X-linked hyper-IgM syndrome (XHIM) due to CD40L deficiency typically presents in early childhood with recurrent sinopulmonary or opportunistic infections, and its initial manifestations can be misleading. We report a 9-month-old boy with eosinophilic lung disease and severe Pneumocystis jirovecii pneumonia (PJP), whose evaluation revealed XHIM.

Objective

To highlight the diagnostic process of an infant with XHIM syndrome including atypical presentation and CD40L variant of uncertain significance (VUS).

Methods

We performed a retrospective chart review, immunophenotyping, CD40L studies, and genetic testing.

Case presentation

Our patient was born with normal newborn screening (NBS) results. He had multiple emergency visits at 4 months for viral infections and bronchiolitis, including one pediatric intensive care unit (PICU) admission for presumed Mycoplasma pneumonia. No total IgG level was obtained. At 9 months, he was readmitted to the PICU for respiratory distress, presenting with leukocytosis and marked eosinophilia.

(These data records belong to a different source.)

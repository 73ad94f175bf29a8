//! ASL/LSR/ROL/ROR. All four work on either the accumulator or a memory
//! operand, so the read/write side is factored out of the four ALU ops.

use crate::cpu::Cpu;
use crate::opcodes::Operand;
use crate::registers::StatusFlags;

fn read_source(cpu: &Cpu, operand: &Operand) -> u8 {
    match operand.address {
        Some(address) => cpu.memory.read(address),
        None => cpu.registers.ac,
    }
}

fn write_result(cpu: &mut Cpu, operand: &Operand, value: u8) {
    match operand.address {
        Some(address) => cpu.memory.write(address, value),
        None => cpu.registers.ac = value,
    }
    cpu.registers.update_zn(value);
}

pub fn asl(cpu: &mut Cpu, operand: &Operand) {
    let value = read_source(cpu, operand);
    cpu.registers.set_flag(StatusFlags::CARRY, value & 0x80 != 0);
    write_result(cpu, operand, value << 1);
}

pub fn lsr(cpu: &mut Cpu, operand: &Operand) {
    let value = read_source(cpu, operand);
    cpu.registers.set_flag(StatusFlags::CARRY, value & 0x01 != 0);
    write_result(cpu, operand, value >> 1);
}

pub fn rol(cpu: &mut Cpu, operand: &Operand) {
    let value = read_source(cpu, operand);
    let carry_in = cpu.registers.carry_bit();
    cpu.registers.set_flag(StatusFlags::CARRY, value & 0x80 != 0);
    write_result(cpu, operand, (value << 1) | carry_in);
}

pub fn ror(cpu: &mut Cpu, operand: &Operand) {
    let value = read_source(cpu, operand);
    let carry_in = cpu.registers.carry_bit();
    cpu.registers.set_flag(StatusFlags::CARRY, value & 0x01 != 0);
    write_result(cpu, operand, (value >> 1) | (carry_in << 7));
}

Chest computed tomography (CT) showed diffuse ground-glass opacities with subpleural sparing. BD-glucan was elevated, and both plasma cell-free DNA (Karius) and bronchoalveolar lavage were positive for PJP. Serum immunoglobulins showed absent IgG, IgA, and IgE, with elevated IgM. Flow cytometry revealed nearly absent class-switched memory B cells. Genetic testing identified a CD40L c.524T>G (p.V175G) VUS inherited from his mother, and further testing confirmed absent CD40L expression on activated T cells. The patient required 6 weeks to recover after prolonged mechanical ventilation and complex therapy with high-dose trimethoprim-sulfamethoxazole, corticosteroids, antifungals, and intravenous immunoglobulin.

Conclusion

This case highlights that atypical pneumonias complicated by eosinophilia may represent an initial manifestation of XHIM. Infants older than 6 months of age may experience diagnostic delays if serum immunoglobulin levels, particularly IgG, are not measured at the time of admission. Because XHIM is characterized by profound T cell dysfunction, NBS with T cell receptor excision circles (TRECs) may be normal and does not exclude the diagnosis. Early recognition of XHIM enables timely initiation of immunoglobulin replacement, PJP prophylaxis, and evaluation for curative hematopoietic stem cell transplantation or gene therapy before irreversible complications occur.